ALEXANDRIA, VA (June 3, 1999) -- @Home changed its name to Excite@Home last week after the completion of its merger, but databases still list the company as @Home (Nasdaq: ATHM). So, let's continue to call it @Home. After all, writing Excite@Home requires more bandwidth.

What's up at @Home? Leverage, baby.

The company is reportedly considering offering good old, slow mo', dial-up Internet access in order to address -- ta da -- the majority of the online market.

Most of the world is still using telephone lines for Internet access, and over the next five years -- at least -- much of the world will continue to do so. The use of high-speed cable access will soar, but tens of millions of Internet surfers are using and will continue to use telephone lines, too, while thousands more sign up each day. (So far, about 60 million Americans dial up through phones.) @Home could target its new dial-up Internet service to Excite's 28 million registered users and elsewhere. Everywhere.

But why bother, you ask, if the next big thing -- long term -- is high-speed cable access?

Well, for many reasons.

Think about what America Online (NYSE: AOL) has done. It's beautiful, really. AOL offers nearly-global access -- and charges for it -- by leveraging communication networks that have been in place for years. AOL didn't spend billions to build its distribution network. The network was already laid (with great ugliness) via telephone poles the world over. AOL provided a service that could be accessed over telephone lines and then it charged for it. That's somewhat like using train tracks that other companies laid down, for free, and then charging people to ride the tracks with you, too. Doing this, AOL has reached Coca-Cola-like distribution at relatively little distribution cost.

@Home could sell regular dial-up access to millions of as-yet unsigned customers as well as to existing Internet Service Provider users by offering the potential to easily switch to high-speed cable access when a user is ready and when it's available. (What other dial-up ISPs currently offer that promise?) Many customers might not need cable (or be reachable by cable) for a handful of years. Why ignore them in the meantime? Plus, @Home has over 400,000 high-speed users who would appreciate dial-up access when they're away from home.

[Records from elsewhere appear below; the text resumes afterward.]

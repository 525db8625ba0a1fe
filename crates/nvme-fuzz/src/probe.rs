use std::{fmt, sync::Mutex, time::Duration};

use probe_rs::{
    MemoryInterface, Permissions, RegisterId, Session,
    probe::{WireProtocol, list::Lister},
};
use thiserror::Error;
use tracing::{debug, info};

use crate::config::{FuzzConfig, ProbeInterface};

#[derive(Debug, Error)]
pub enum ProbeError {
    #[error("no debug probe detected")]
    NoProbe,
    #[error("probe fault: {0}")]
    Fault(String),
}

impl From<probe_rs::Error> for ProbeError {
    fn from(err: probe_rs::Error) -> Self {
        Self::Fault(err.to_string())
    }
}

/// Contract over the debug probe. The underlying debug protocol is
/// sequential, so implementations serialize their operations internally.
pub trait ProbeControl: Send + Sync {
    /// Blocks until the target CPU is halted.
    fn halt(&self) -> Result<(), ProbeError>;

    /// Reads the program counter. Requires a halted target.
    fn read_pc(&self) -> Result<u32, ProbeError>;

    /// Resumes execution without reset.
    fn resume(&self) -> Result<(), ProbeError>;

    /// Reads `words` 32-bit words starting at `addr`, for diagnostics.
    fn read_memory32(&self, addr: u32, words: usize) -> Result<Vec<u32>, ProbeError>;

    /// Halt, read the program counter, resume, as one unit. The resume is
    /// attempted even when the register read fails.
    fn sample_pc(&self) -> Result<u32, ProbeError> {
        self.halt()?;
        let pc = self.read_pc();
        let resumed = self.resume();
        let pc = pc?;
        resumed?;
        Ok(pc)
    }
}

/// The register ordinal for the ARM program counter (R15) used when the
/// target description does not name one.
const PC_REGISTER_FALLBACK: u16 = 15;

const HALT_TIMEOUT: Duration = Duration::from_millis(100);

/// A live probe-rs session against the target controller. There is exactly
/// one debug session per probe, and only one operation may be in flight.
pub struct ProbeSession {
    inner: Mutex<SessionInner>,
    pc_register: RegisterId,
}

struct SessionInner {
    session: Session,
}

impl fmt::Debug for ProbeSession {
    fn fmt(&self, f: &mut fmt::Formatter<'_>) -> fmt::Result {
        f.debug_struct("ProbeSession")
            .field("pc_register", &self.pc_register)
            .finish_non_exhaustive()
    }
}

impl ProbeSession {
    /// Opens the first detected probe and attaches to the configured target.
    pub fn connect(config: &FuzzConfig) -> Result<Self, ProbeError> {
        let lister = Lister::new();
        let probes = lister.list_all();
        let probe_info = probes.first().ok_or(ProbeError::NoProbe)?;
        let mut probe = probe_info.open().map_err(|err| ProbeError::Fault(err.to_string()))?;

        let protocol = match config.interface {
            ProbeInterface::Jtag => WireProtocol::Jtag,
            ProbeInterface::Swd => WireProtocol::Swd,
        };
        probe
            .select_protocol(protocol)
            .map_err(|err| ProbeError::Fault(err.to_string()))?;
        probe
            .set_speed(config.jtag_speed)
            .map_err(|err| ProbeError::Fault(err.to_string()))?;

        let mut session = probe.attach(config.device_name.as_str(), Permissions::default())?;
        let pc_register = resolve_pc_register(&mut session)?;
        info!(
            device = %config.device_name,
            speed_khz = config.jtag_speed,
            pc_register = pc_register.0,
            "probe attached"
        );

        Ok(Self {
            inner: Mutex::new(SessionInner { session }),
            pc_register,
        })
    }

    /// The resolved PC register ordinal.
    pub fn pc_register_index(&self) -> u16 {
        self.pc_register.0
    }

    fn with_core<T>(
        &self,
        op: impl FnOnce(&mut probe_rs::Core<'_>) -> Result<T, probe_rs::Error>,
    ) -> Result<T, ProbeError> {
        let mut inner = self.inner.lock().unwrap_or_else(|poisoned| poisoned.into_inner());
        let mut core = inner.session.core(0)?;
        op(&mut core).map_err(Into::into)
    }
}

/// Resolves the target-specific PC register at connect time by matching a
/// register named after ARM's R15 (or a literal "PC"), falling back to
/// ordinal 15.
fn resolve_pc_register(session: &mut Session) -> Result<RegisterId, ProbeError> {
    let core = session.core(0)?;
    let resolved = core
        .registers()
        .core_registers()
        .find(|reg| reg.name().contains("R15") || reg.name() == "PC")
        .map(|reg| reg.id());
    match resolved {
        Some(id) => {
            debug!(register = id.0, "resolved PC register from target description");
            Ok(id)
        }
        None => {
            debug!(register = PC_REGISTER_FALLBACK, "PC register not named, using fallback");
            Ok(RegisterId(PC_REGISTER_FALLBACK))
        }
    }
}

impl ProbeControl for ProbeSession {
    fn halt(&self) -> Result<(), ProbeError> {
        self.with_core(|core| core.halt(HALT_TIMEOUT).map(|_| ()))
    }

    fn read_pc(&self) -> Result<u32, ProbeError> {
        let pc_register = self.pc_register;
        self.with_core(|core| core.read_core_reg::<u32>(pc_register))
    }

    fn resume(&self) -> Result<(), ProbeError> {
        self.with_core(|core| core.run())
    }

    fn read_memory32(&self, addr: u32, words: usize) -> Result<Vec<u32>, ProbeError> {
        self.with_core(|core| {
            let mut buf = vec![0u32; words];
            core.read_32(u64::from(addr), &mut buf)?;
            Ok(buf)
        })
    }

    fn sample_pc(&self) -> Result<u32, ProbeError> {
        // One lock for the whole halt-read-resume unit; the resume runs
        // even when the register read fails.
        let pc_register = self.pc_register;
        self.with_core(|core| {
            core.halt(HALT_TIMEOUT)?;
            let pc = core.read_core_reg::<u32>(pc_register);
            let resumed = core.run();
            let pc = pc?;
            resumed?;
            Ok(pc)
        })
    }
}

The quickest route to providing dial-up access might mean an ISP acquisition for @Home, though rumors regarding such a move have not surfaced. Indeed, the idea of dial-up access at @Home is still only rumor. Albeit a good one, I think. And logical.

Starbucks (Nasdaq: SBUX) should launch its new in-store magazine, Joe, and a new website in the next two weeks. Speculation still remains regarding exactly what the new website will be. Starbucks invested in online community site, Talk City Inc., last month, and CEO Howard Schultz is on the board of eBay (Nasdaq: EBAY) and Drugstore.com.

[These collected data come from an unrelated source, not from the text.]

use nvme_fuzz::nvme::TEMPLATES;

/// Print the known NVMe command templates and their dispatch parameters.
#[derive(Debug, clap::Parser)]
pub(super) struct ListCommandsCommand {
    /// Also show the destructive templates that need --all-commands.
    #[clap(long)]
    all: bool,
}

impl ListCommandsCommand {
    pub(super) fn run(self) -> anyhow::Result<()> {
        println!(
            "{:<24} {:>6}  {:<6} {:>3} {:>4}  {:<10} {}",
            "Name", "Opcode", "Class", "Ns", "Data", "Timeout", "Enabled"
        );
        for template in &TEMPLATES {
            if template.destructive && !self.all {
                continue;
            }
            println!(
                "{:<24} {:>#6x}  {:<6} {:>3} {:>4}  {:<10} {}",
                template.name,
                template.opcode,
                template.class.passthru_subcommand().trim_end_matches("-passthru"),
                if template.needs_namespace { "yes" } else { "no" },
                if template.needs_data { "yes" } else { "no" },
                format!("{:?}", template.timeout_group).to_lowercase(),
                if template.destructive {
                    "opt-in (--all-commands)"
                } else {
                    "default"
                }
            );
        }
        Ok(())
    }
}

Speaking of which, eBay, Amazon (Nasdaq: AMZN) and @Home declined today. The businesses didn't, the stocks did. (Rule Breaker ended down over 4%.) Let's consider some arguments made against Amazon in Barron's last week. The Barron's cover story was enough to make me purchase my first Barron's in over two years. (It was fun to see that Mr. Abelson hasn't changed his tune since 19XX -- insert any year there, all the way down to 00. At least he's consistently bearish. Come the year 2000, he can just recycle his thoughts from the 1900s.)

Anyway, one issue raised by the Amazon article itself (not Mr. Abelson) was direct sellers -- Dell and Sony were given as examples. Book publishers could sell direct, cutting out Amazon, the article argued. We have mentioned that possibility here, too. However, it requires some thought; one can't merely toss out the possibility and then damn Amazon eternally. Barron's left out this thought.

First, the products sold by Dell and Sony are far different from books. They're much higher-end, durable items and they offer higher dollar margins, so selling direct makes more sense. With books, retailers only try to make a few quarters here and there on each sale, so a publisher isn't likely to offer a much more compelling price. Plus, there are thousands of book titles. Millions, actually. There are only dozens of core computer models. You buy computers based on brand and price. You don't buy books based on either. You buy books based on your interest and the author.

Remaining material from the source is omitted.